(Beginning of DATASET RECORDS)

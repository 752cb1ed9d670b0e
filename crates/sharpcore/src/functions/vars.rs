//! 變數函式：`#writevar`、`#checkvar`、`#delvar`
//!
//! 寫入與刪除都先排入佇列，下一條指令開始時才生效。

use super::Function;
use crate::script::{Effect, ExecContext, Flags, Flow, ScriptError};

/// `#writevar <name> <value…>`
pub struct WriteVarFunction;

impl Function for WriteVarFunction {
    fn name(&self) -> &'static str {
        "writevar"
    }

    fn summary(&self) -> &'static str {
        "寫入變數"
    }

    fn arity(&self) -> (usize, Option<usize>) {
        (1, None)
    }

    fn run(&self, ctx: &mut ExecContext<'_>, args: &[String], _flags: &Flags) -> Result<Flow, ScriptError> {
        ctx.set_var(args[0].clone(), args[1..].join(" "));
        Ok(Flow::Continue)
    }
}

/// `#checkvar <name> [<expected>] [+warn]`
///
/// 變數不存在、為空或不等於預期值時中斷腳本。
pub struct CheckVarFunction;

impl Function for CheckVarFunction {
    fn name(&self) -> &'static str {
        "checkvar"
    }

    fn summary(&self) -> &'static str {
        "檢查變數，不符合時中斷腳本"
    }

    fn arity(&self) -> (usize, Option<usize>) {
        (1, Some(2))
    }

    fn run(&self, ctx: &mut ExecContext<'_>, args: &[String], flags: &Flags) -> Result<Flow, ScriptError> {
        let name = &args[0];
        let value = ctx.locals().get(name).unwrap_or_default();

        let notice = match args.get(1) {
            _ if value.is_empty() => format!("變數 {} 未設定", name),
            Some(expected) if value != expected.as_str() => {
                format!("變數 {} 為 {}，預期 {}", name, value, expected)
            }
            _ => return Ok(Flow::Continue),
        };

        if flags.get("warn").copied().unwrap_or(false) {
            ctx.emit(Effect::Display(notice));
        }
        Ok(Flow::Stop)
    }
}

/// `#delvar <name>`
pub struct DelVarFunction;

impl Function for DelVarFunction {
    fn name(&self) -> &'static str {
        "delvar"
    }

    fn summary(&self) -> &'static str {
        "刪除變數"
    }

    fn arity(&self) -> (usize, Option<usize>) {
        (1, Some(1))
    }

    fn run(&self, ctx: &mut ExecContext<'_>, args: &[String], _flags: &Flags) -> Result<Flow, ScriptError> {
        ctx.delete_var(args[0].clone());
        Ok(Flow::Continue)
    }
}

(End of DATASET RECORDS)

Return the data in full, with each line kept exactly as it is.

→ THE COMPLETED TASK:
repository 752cb1ed9d670b0e
filename crates/sharpcore/src/functions/vars.rs
//! 變數函式：`#writevar`、`#checkvar`、`#delvar`
//!
//! 寫入與刪除都先排入佇列，下一條指令開始時才生效。

use super::Function;
use crate::script::{Effect, ExecContext, Flags, Flow, ScriptError};

/// `#writevar <name> <value…>`
pub struct WriteVarFunction;

impl Function for WriteVarFunction {
    fn name(&self) -> &'static str {
        "writevar"
    }

    fn summary(&self) -> &'static str {
        "寫入變數"
    }

    fn arity(&self) -> (usize, Option<usize>) {
        (1, None)
    }

    fn run(&self, ctx: &mut ExecContext<'_>, args: &[String], _flags: &Flags) -> Result<Flow, ScriptError> {
        ctx.set_var(args[0].clone(), args[1..].join(" "));
        Ok(Flow::Continue)
    }
}

/// `#checkvar <name> [<expected>] [+warn]`
///
/// 變數不存在、為空或不等於預期值時中斷腳本。
pub struct CheckVarFunction;

impl Function for CheckVarFunction {
    fn name(&self) -> &'static str {
        "checkvar"
    }

    fn summary(&self) -> &'static str {
        "檢查變數，不符合時中斷腳本"
    }

    fn arity(&self) -> (usize, Option<usize>) {
        (1, Some(2))
    }

    fn run(&self, ctx: &mut ExecContext<'_>, args: &[String], flags: &Flags) -> Result<Flow, ScriptError> {
        let name = &args[0];
        let value = ctx.locals().get(name).unwrap_or_default();

        let notice = match args.get(1) {
            _ if value.is_empty() => format!("變數 {} 未設定", name),
            Some(expected) if value != expected.as_str() => {
                format!("變數 {} 為 {}，預期 {}", name, value, expected)
            }
            _ => return Ok(Flow::Continue),
        };

        if flags.get("warn").copied().unwrap_or(false) {
            ctx.emit(Effect::Display(notice));
        }
        Ok(Flow::Stop)
    }
}

/// `#delvar <name>`
pub struct DelVarFunction;

impl Function for DelVarFunction {
    fn name(&self) -> &'static str {
        "delvar"
    }

    fn summary(&self) -> &'static str {
        "刪除變數"
    }

    fn arity(&self) -> (usize, Option<usize>) {
        (1, Some(1))
    }

    fn run(&self, ctx: &mut ExecContext<'_>, args: &[String], _flags: &Flags) -> Result<Flow, ScriptError> {
        ctx.delete_var(args[0].clone());
        Ok(Flow::Continue)
    }
}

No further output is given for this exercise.